Tagesspiegel-Jubiläum
Muster an Transparenz
Sein 75-jähriges Jubiläum feierte der Tagesspiegel mit einer Extra-Ausgabe, die tiefe Einblicke in die Arbeit der Redaktion gab. Ein wirksameres Mittel gegen Verschwörungsgerede kann es nicht geben.
Der Tagesspiegel hat allen Grund, stolz zu sein. Vor 75 Jahren wurde das Blatt als erste freie Zeitung in Berlin gegründet. Heute behauptet sich der Tagesspiegel auf dem hart umkämpften Berliner Zeitungsmarkt gegen die Berliner Morgenpost, die Berliner Zeitung und die B.Z. Wie sie das macht und wie die Geschichten zustande kommen, die die Leser an sieben Tagen in der Woche geliefert bekommen, darüber gab am Sonntag die Jubiläumsausgabe des Tagesspiegel Auskunft: Stattliche 48 Seiten waren dem Tagesspiegel am Sonntag vorgeschaltet.
Wer eine nicht enden wollende Abfolge eigener Ruhmestaten erwartet hätte, wurde enttäuscht.
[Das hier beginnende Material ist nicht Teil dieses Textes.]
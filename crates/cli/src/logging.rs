use parking_lot::{Mutex, MutexGuard};
use std::fs::{File, OpenOptions};
use std::io::{self, Write};
use std::path::Path;
use std::sync::Arc;
use tracing_subscriber::fmt::MakeWriter;

/// Log sink that can be pointed at a new file on config reload.
///
/// With no file attached, output goes to stderr.
#[derive(Debug, Clone, Default)]
pub struct LogWriter {
    file: Arc<Mutex<Option<File>>>,
}

impl LogWriter {
    pub fn new(path: Option<&Path>) -> io::Result<Self> {
        let writer = Self::default();
        if let Some(path) = path {
            writer.reopen(path)?;
        }
        Ok(writer)
    }

    /// Open (or re-open) the log file, appending.
    pub fn reopen(&self, path: &Path) -> io::Result<()> {
        let file = OpenOptions::new().create(true).append(true).open(path)?;
        *self.file.lock() = Some(file);
        Ok(())
    }
}

pub struct LogGuard<'a>(MutexGuard<'a, Option<File>>);

impl Write for LogGuard<'_> {
    fn write(&mut self, buf: &[u8]) -> io::Result<usize> {
        match &mut *self.0 {
            Some(file) => file.write(buf),
            None => io::stderr().write(buf),
        }
    }

    fn flush(&mut self) -> io::Result<()> {
        match &mut *self.0 {
            Some(file) => file.flush(),
            None => io::stderr().flush(),
        }
    }
}

impl<'a> MakeWriter<'a> for LogWriter {
    type Writer = LogGuard<'a>;

    fn make_writer(&'a self) -> Self::Writer {
        LogGuard(self.file.lock())
    }
}

#[cfg(test)]
mod tests {
    use super::*;

    #[test]
    fn reopen_switches_target() {
        let dir = tempfile::tempdir().unwrap();
        let first = dir.path().join("a.log");
        let second = dir.path().join("b.log");

        let writer = LogWriter::new(Some(&first)).unwrap();
        writer.make_writer().write_all(b"one\n").unwrap();

        writer.reopen(&second).unwrap();
        writer.make_writer().write_all(b"two\n").unwrap();

        assert_eq!(std::fs::read_to_string(&first).unwrap(), "one\n");
        assert_eq!(std::fs::read_to_string(&second).unwrap(), "two\n");
    }
}
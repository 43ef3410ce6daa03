use nix::sys::signal::{Signal, kill};
use nix::unistd::Pid;
use std::fs;
use std::io;
use std::path::Path;
use std::process::{Child, Command, Output, Stdio};
use std::thread::sleep;
use std::time::{Duration, Instant};
use tempfile::tempdir;

#[test]
fn signals_trigger_dump_reload_save_and_exit() -> io::Result<()> {
    let dir = tempdir()?;
    let config_path = dir.path().join("config.toml");
    let state_path = dir.path().join("presage.state");
    write_config(&config_path, 3600)?;

    let child = Command::new(env!("CARGO_BIN_EXE_presaged"))
        .arg("--foreground")
        .arg("--conffile")
        .arg(&config_path)
        .arg("--statefile")
        .arg(&state_path)
        .stdout(Stdio::piped())
        .stderr(Stdio::piped())
        .spawn()?;

    let pid = Pid::from_raw(child.id() as i32);
    sleep(Duration::from_millis(400));

    kill(pid, Signal::SIGUSR1).ok();
    sleep(Duration::from_millis(400));

    write_config(&config_path, 1800)?;
    kill(pid, Signal::SIGHUP).ok();
    sleep(Duration::from_millis(400));

    kill(pid, Signal::SIGUSR2).ok();
    sleep(Duration::from_millis(500));

    kill(pid, Signal::SIGINT).ok();
    let output = wait_for_output(child)?;

    let mut combined = String::from_utf8_lossy(&output.stdout).to_string();
    combined.push_str(&String::from_utf8_lossy(&output.stderr));

    assert!(combined.contains("current config"), "output: {combined}");
    assert!(combined.contains("config reloaded"), "output: {combined}");
    assert!(combined.contains("state saved"), "output: {combined}");
    assert!(combined.contains("exit requested"), "output: {combined}");

    Ok(())
}

fn write_config(path: &Path, autosave: u64) -> io::Result<()> {
    let contents = format!(
        "[model]\ncycle = 2\n\n[system]\ndoscan = false\ndopredict = false\nautosave = {autosave}\n"
    );
    fs::write(path, contents)
}

fn wait_for_output(mut child: Child) -> io::Result<Output> {
    let start = Instant::now();
    loop {
        if child.try_wait()?.is_some() {
            break;
        }
        if start.elapsed() > Duration::from_secs(10) {
            let _ = child.kill();
            return Err(io::Error::new(
                io::ErrorKind::TimedOut,
                "presaged did not exit",
            ));
        }
        sleep(Duration::from_millis(50));
    }
    child.wait_with_output()
}
#[cfg(test)]
mod tests {
    use super::*;
    use crate::proc::RawMap;
    use crate::test_support::{empty_inner, shared_inner};
    use crate::{Exe, ExeMap};
    use pretty_assertions::assert_eq;
    use proptest::prelude::*;
    use std::path::PathBuf;

    fn p(s: &str) -> PathBuf {
        PathBuf::from(s)
    }

    fn lib_maps(tag: &str, length: u64) -> Vec<RawMap> {
        vec![RawMap {
            path: p(&format!("/usr/lib/lib{tag}.so")),
            offset: 0,
            length,
        }]
    }

    // First observation of two exes and a simple sequence: A alone, then A
    // and B, then B alone.
    #[test]
    fn two_exes_and_a_simple_sequence() {
        let (mut inner, source) = shared_inner();

        // t=0: only A
        source.set_processes(vec![(42, p("/usr/bin/A"))]);
        source.set_maps(42, lib_maps("A", 5_000_000));
        inner.time = 0;
        inner.spy_scan().unwrap();
        inner.time = 5;
        inner.spy_update_model().unwrap();

        assert!(inner.exes.contains_key(&p("/usr/bin/A")));

        // t=10: A and B
        source.set_processes(vec![(42, p("/usr/bin/A")), (43, p("/usr/bin/B"))]);
        source.set_maps(43, lib_maps("B", 6_000_000));
        inner.time = 10;
        inner.spy_scan().unwrap();
        inner.time = 15;
        inner.spy_update_model().unwrap();

        assert!(inner.exes.contains_key(&p("/usr/bin/B")));

        // t=20: only B
        source.set_processes(vec![(43, p("/usr/bin/B"))]);
        inner.time = 20;
        inner.spy_scan().unwrap();
        inner.time = 25;
        inner.spy_update_model().unwrap();

        let mut stats = None;
        inner
            .markov_foreach(|markov| {
                stats = Some((markov.paths()?, markov.stats()));
                Ok(())
            })
            .unwrap();
        let ((chain_a, chain_b), stats) = stats.expect("no markov chain created");

        // orient the weight matrix so index 1 is "A only"
        let (a_to_both, a_stops) = if chain_a == p("/usr/bin/A") {
            (stats.weight[1][3], stats.weight[3][2])
        } else {
            (stats.weight[2][3], stats.weight[3][1])
        };
        assert!(chain_a == p("/usr/bin/A") || chain_b == p("/usr/bin/A"));
        assert!(a_to_both >= 1, "weights: {:?}", stats.weight);
        assert!(a_stops >= 1, "weights: {:?}", stats.weight);

        // the launch sequence reached the vomm bigram layer
        assert!(inner.vomm.bigram_count(&p("/usr/bin/A"), &p("/usr/bin/B")) >= 1);
    }

    #[test]
    fn small_exes_are_blacklisted_until_amnesty() {
        let (mut inner, source) = shared_inner();
        inner.config.model.minsize = 1_000_000;

        source.set_processes(vec![(10, p("/usr/bin/tiny"))]);
        source.set_maps(10, lib_maps("tiny", 50_000));
        inner.time = 0;
        inner.spy_scan().unwrap();
        inner.spy_update_model().unwrap();

        assert!(!inner.exes.contains_key(&p("/usr/bin/tiny")));
        assert_eq!(inner.bad_exes.get(&p("/usr/bin/tiny")), Some(&50_000));

        // a later scan must not even queue it again
        inner.time = 10;
        inner.spy_scan().unwrap();
        assert!(inner.new_exes.is_empty());
    }

    #[test]
    fn vanished_pid_is_skipped_silently() {
        let (mut inner, source) = shared_inner();

        // enumerated but no maps available: the pid died in between
        source.set_processes(vec![(99, p("/usr/bin/ghost"))]);
        inner.time = 0;
        inner.spy_scan().unwrap();
        inner.spy_update_model().unwrap();

        assert!(inner.exes.is_empty());
        assert!(inner.bad_exes.is_empty());
    }

    // Reference discipline: every registered map's refcount equals the
    // number of exemaps pointing at it, and the 1 -> 0 transition removes
    // the map.
    #[test]
    fn map_refcounts_follow_exemap_ownership() {
        let (mut inner, source) = shared_inner();

        let shared = RawMap {
            path: p("/usr/lib/libshared.so"),
            offset: 0,
            length: 3_000_000,
        };
        source.set_processes(vec![(1, p("/usr/bin/A")), (2, p("/usr/bin/B"))]);
        source.set_maps(1, vec![shared.clone()]);
        source.set_maps(2, vec![shared]);

        inner.time = 0;
        inner.spy_scan().unwrap();
        inner.spy_update_model().unwrap();

        assert_eq!(inner.maps.len(), 1);
        let map = inner.maps.iter().next().unwrap().clone();
        assert_eq!(map.refcount(), 2);

        let exe_a = inner.exes.get(&p("/usr/bin/A")).unwrap().clone();
        inner.unregister_exe(&exe_a).unwrap();
        assert_eq!(map.refcount(), 1);
        assert_eq!(inner.maps.len(), 1);

        let exe_b = inner.exes.get(&p("/usr/bin/B")).unwrap().clone();
        inner.unregister_exe(&exe_b).unwrap();
        assert_eq!(map.refcount(), 0);
        assert!(inner.maps.is_empty());
    }

    #[test]
    fn unregister_tears_down_chains_on_both_sides() {
        let (mut inner, source) = shared_inner();

        source.set_processes(vec![(1, p("/usr/bin/A")), (2, p("/usr/bin/B"))]);
        source.set_maps(1, lib_maps("A", 2_000_000));
        source.set_maps(2, lib_maps("B", 2_000_000));
        inner.time = 0;
        inner.spy_scan().unwrap();
        inner.spy_update_model().unwrap();

        let mut chains = 0;
        inner
            .markov_foreach(|_| {
                chains += 1;
                Ok(())
            })
            .unwrap();
        assert_eq!(chains, 1);

        let exe_a = inner.exes.get(&p("/usr/bin/A")).unwrap().clone();
        inner.unregister_exe(&exe_a).unwrap();

        let mut chains = 0;
        inner
            .markov_foreach(|_| {
                chains += 1;
                Ok(())
            })
            .unwrap();
        assert_eq!(chains, 0);
    }

    // Budget obeyed: 10 MB, 5 MB, and 2 MB exes against a 6 MB budget.
    #[test]
    fn plan_respects_memory_budget() {
        let mut inner = empty_inner();
        inner.last_running_timestamp = 100;

        let sizes = [
            ("/usr/bin/big", 10 * 1024, -0.1f64),
            ("/usr/bin/mid", 5 * 1024, -0.2),
            ("/usr/bin/small", 2 * 1024, -3.0),
        ];
        for (path, kb_size, lnprob) in sizes {
            let map = inner.intern_map(format!("{path}.map"), 0, kb_size * 1024);
            inner.map_ref(&map);
            let exe = Exe::new(path).with_exemaps(vec![ExeMap::new(map)]);
            exe.add_lnprob(lnprob);
            inner.register_exe(exe, false).unwrap();
        }

        let budget_kb = 6 * 1024;
        let plan = inner.assemble_plan(budget_kb);

        let total_kb: u64 = plan
            .iter()
            .map(|(map, _)| crate::utils::kb(map.length()))
            .sum();
        assert!(total_kb <= budget_kb as u64);

        // the most likely exe comes first and the small exe must fit
        assert_eq!(plan[0].0.path(), std::path::Path::new("/usr/bin/small.map"));
        assert!(
            plan.iter()
                .any(|(map, _)| map.path() == std::path::Path::new("/usr/bin/small.map"))
        );
    }

    #[test]
    fn running_exes_are_not_planned() {
        let mut inner = empty_inner();
        inner.time = 50;
        inner.last_running_timestamp = 50;

        let map = inner.intern_map("/usr/lib/libx.so", 0, 1024 * 1024);
        inner.map_ref(&map);
        let exe = Exe::new("/usr/bin/x")
            .with_running(50)
            .with_exemaps(vec![ExeMap::new(map)]);
        exe.add_lnprob(-5.0);
        inner.register_exe(exe, false).unwrap();

        assert!(inner.assemble_plan(1 << 20).is_empty());
    }

    proptest! {
        // Invariant: the plan never exceeds the budget, whatever the mix of
        // exes, maps, and probabilities.
        #[test]
        fn plan_total_never_exceeds_budget(
            exes in prop::collection::vec(
                (1u64..20_000, -4.0f64..0.0),
                0..12,
            ),
            budget in 0i64..30_000,
        ) {
            let mut inner = empty_inner();
            inner.last_running_timestamp = 10;

            for (i, (kb_size, lnprob)) in exes.into_iter().enumerate() {
                let map = inner.intern_map(format!("/map/{i}"), 0, kb_size * 1024);
                inner.map_ref(&map);
                let exe = Exe::new(format!("/exe/{i}")).with_exemaps(vec![ExeMap::new(map)]);
                exe.add_lnprob(lnprob);
                inner.register_exe(exe, false).unwrap();
            }

            let plan = inner.assemble_plan(budget);
            let total: u64 = plan
                .iter()
                .map(|(map, _)| crate::utils::kb(map.length()))
                .sum();
            prop_assert!((total as i64) <= budget.max(0));

            // each map appears at most once
            let unique: std::collections::HashSet<_> =
                plan.iter().map(|(map, _)| map.clone()).collect();
            prop_assert_eq!(unique.len(), plan.len());
        }
    }

    #[test]
    fn budget_formula_combines_factors() {
        let mut inner = empty_inner();
        inner.config.model.memtotal = -10;
        inner.config.model.memfree = 50;
        inner.config.model.memcached = 0;
        inner.config.model.membuffers = 50;

        let memstat = crate::MemStat {
            total: 1000,
            free: 600,
            buffers: 200,
            cached: 400,
            available: 800,
        };
        // max(0, -100 + 300) + 0 + 100
        assert_eq!(inner.budget_kb(&memstat), 300);

        inner.config.model.memtotal = -100;
        inner.config.model.memfree = 0;
        // max(0, -1000) + 100
        assert_eq!(inner.budget_kb(&memstat), 100);
    }

    #[test]
    fn reset_model_clears_everything() {
        let mut inner = crate::test_support::inner_with_two_exes();
        inner.dirty = true;
        inner.reset_model();
        assert!(inner.exes.is_empty());
        assert!(inner.maps.is_empty());
        assert_eq!(inner.time, 0);
        assert_eq!(inner.exe_seq, 0);
    }
}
Natürlich schilderte die Redaktion herausragende Geschichten, aber der Fokus lag darauf, den Lesern zu vermitteln, wie Zeitung gemacht wird, damals wie heute. Und natürlich auch, wie die Online-Ausgabe des Tagesspiewgel entsteht. Damit nicht genug: Die Jubiläumsausgabe zerrte auch die Geschichten in den Vordergrund, bei denen die Redaktion Fehler gemacht hatte oder mit ihren Einschätzungen daneben lag.
Von der Jubi-Ausgabe des Tagesspiegel können sich andere Zeitungen eine dicke Scheibe abschneiden: Transparenz über die redaktionelle Arbeit herzustellen ist das wirksamste Mittel gegen Verschwörungsgerede und verschafft dem Journalismus zusätzliche Glaubwürdigkeit. Bitte mehr davon!